[Task goal]
Each line that holds the string "token" counts once. Say how many such lines the entries have, giving the number only.

[Data shown]
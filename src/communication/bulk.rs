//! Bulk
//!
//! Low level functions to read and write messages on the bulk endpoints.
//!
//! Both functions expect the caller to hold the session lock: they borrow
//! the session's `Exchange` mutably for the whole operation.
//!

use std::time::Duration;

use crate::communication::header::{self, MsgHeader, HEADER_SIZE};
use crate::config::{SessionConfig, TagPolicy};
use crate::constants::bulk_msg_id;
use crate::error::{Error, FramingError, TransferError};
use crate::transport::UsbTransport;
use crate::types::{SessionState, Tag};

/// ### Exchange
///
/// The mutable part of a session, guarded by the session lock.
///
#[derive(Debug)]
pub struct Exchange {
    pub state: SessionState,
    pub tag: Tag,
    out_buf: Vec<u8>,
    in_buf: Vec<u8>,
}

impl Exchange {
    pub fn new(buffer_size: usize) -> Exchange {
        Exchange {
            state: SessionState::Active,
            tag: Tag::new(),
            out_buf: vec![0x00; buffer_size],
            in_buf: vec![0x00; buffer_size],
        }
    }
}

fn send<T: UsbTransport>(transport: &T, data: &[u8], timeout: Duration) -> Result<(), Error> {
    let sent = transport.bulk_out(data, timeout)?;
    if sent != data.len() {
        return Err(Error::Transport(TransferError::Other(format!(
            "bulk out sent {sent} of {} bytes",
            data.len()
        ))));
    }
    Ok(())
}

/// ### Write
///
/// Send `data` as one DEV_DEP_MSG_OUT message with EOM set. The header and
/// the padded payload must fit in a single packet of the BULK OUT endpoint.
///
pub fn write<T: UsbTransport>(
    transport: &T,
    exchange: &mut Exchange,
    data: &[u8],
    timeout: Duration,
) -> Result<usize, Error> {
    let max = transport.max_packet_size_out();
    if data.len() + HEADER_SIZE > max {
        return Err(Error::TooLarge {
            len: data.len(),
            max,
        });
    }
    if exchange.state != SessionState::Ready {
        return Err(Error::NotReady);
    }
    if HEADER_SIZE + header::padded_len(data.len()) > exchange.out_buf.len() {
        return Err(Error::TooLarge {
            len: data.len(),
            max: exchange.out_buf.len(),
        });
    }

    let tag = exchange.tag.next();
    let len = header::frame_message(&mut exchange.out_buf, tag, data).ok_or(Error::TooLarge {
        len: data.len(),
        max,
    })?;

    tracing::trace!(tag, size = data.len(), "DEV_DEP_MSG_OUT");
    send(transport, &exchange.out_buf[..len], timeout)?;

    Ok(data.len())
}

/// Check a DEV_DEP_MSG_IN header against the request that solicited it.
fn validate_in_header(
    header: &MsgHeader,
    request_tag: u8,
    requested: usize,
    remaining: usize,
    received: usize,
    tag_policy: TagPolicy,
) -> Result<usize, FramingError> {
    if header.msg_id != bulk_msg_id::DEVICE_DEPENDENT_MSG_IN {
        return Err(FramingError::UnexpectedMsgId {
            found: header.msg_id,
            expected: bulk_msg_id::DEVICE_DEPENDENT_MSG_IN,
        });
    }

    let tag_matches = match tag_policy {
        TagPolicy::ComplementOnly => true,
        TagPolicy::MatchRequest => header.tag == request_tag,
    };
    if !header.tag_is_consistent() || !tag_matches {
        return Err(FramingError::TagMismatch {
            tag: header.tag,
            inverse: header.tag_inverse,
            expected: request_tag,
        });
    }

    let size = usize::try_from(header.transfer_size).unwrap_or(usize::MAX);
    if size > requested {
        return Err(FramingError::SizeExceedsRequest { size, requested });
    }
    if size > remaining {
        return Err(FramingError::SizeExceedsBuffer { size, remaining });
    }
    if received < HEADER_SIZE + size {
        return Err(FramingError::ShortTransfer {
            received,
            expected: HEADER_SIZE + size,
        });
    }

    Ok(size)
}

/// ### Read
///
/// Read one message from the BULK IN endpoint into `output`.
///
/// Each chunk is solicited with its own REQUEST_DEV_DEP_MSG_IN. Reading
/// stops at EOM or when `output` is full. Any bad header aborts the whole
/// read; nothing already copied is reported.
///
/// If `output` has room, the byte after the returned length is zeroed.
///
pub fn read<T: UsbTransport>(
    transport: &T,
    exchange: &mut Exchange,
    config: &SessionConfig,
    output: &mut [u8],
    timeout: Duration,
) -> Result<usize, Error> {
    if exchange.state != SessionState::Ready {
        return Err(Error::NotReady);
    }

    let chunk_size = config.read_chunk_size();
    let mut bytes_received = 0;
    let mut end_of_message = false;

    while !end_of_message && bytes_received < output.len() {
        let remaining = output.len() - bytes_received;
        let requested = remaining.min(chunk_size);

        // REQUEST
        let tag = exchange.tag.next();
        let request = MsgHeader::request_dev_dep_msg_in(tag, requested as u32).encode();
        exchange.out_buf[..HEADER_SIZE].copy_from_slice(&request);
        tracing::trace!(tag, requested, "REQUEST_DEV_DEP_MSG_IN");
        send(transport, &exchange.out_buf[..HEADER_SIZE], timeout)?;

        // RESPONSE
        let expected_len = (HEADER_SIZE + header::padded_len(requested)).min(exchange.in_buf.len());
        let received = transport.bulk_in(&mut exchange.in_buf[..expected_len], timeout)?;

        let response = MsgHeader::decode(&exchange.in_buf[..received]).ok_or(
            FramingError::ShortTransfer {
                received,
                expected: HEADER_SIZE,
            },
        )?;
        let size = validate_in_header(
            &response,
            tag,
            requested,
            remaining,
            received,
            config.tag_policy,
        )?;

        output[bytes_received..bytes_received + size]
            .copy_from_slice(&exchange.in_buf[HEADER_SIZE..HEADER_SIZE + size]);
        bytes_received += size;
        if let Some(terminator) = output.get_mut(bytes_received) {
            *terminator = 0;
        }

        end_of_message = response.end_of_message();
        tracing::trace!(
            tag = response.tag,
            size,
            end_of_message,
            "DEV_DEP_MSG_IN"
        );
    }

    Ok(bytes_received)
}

---

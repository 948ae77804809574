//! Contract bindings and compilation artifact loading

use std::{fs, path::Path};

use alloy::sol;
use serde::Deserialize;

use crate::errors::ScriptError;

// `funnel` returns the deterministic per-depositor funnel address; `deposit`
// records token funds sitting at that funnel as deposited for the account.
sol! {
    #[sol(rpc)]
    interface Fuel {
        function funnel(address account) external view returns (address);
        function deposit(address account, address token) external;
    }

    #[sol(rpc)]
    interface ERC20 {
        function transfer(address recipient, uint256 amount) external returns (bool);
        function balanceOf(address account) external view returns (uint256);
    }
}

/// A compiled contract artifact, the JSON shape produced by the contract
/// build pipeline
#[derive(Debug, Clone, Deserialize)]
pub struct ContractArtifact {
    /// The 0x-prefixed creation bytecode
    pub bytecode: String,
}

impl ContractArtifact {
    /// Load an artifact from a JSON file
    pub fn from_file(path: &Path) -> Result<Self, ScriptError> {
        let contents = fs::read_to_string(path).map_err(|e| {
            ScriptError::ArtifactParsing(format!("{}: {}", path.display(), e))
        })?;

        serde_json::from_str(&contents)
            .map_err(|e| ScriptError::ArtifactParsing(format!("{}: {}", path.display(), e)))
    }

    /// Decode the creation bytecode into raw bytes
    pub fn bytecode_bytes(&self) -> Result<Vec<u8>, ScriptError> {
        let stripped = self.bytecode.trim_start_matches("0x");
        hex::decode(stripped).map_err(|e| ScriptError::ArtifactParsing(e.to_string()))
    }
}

[Result of the task]
2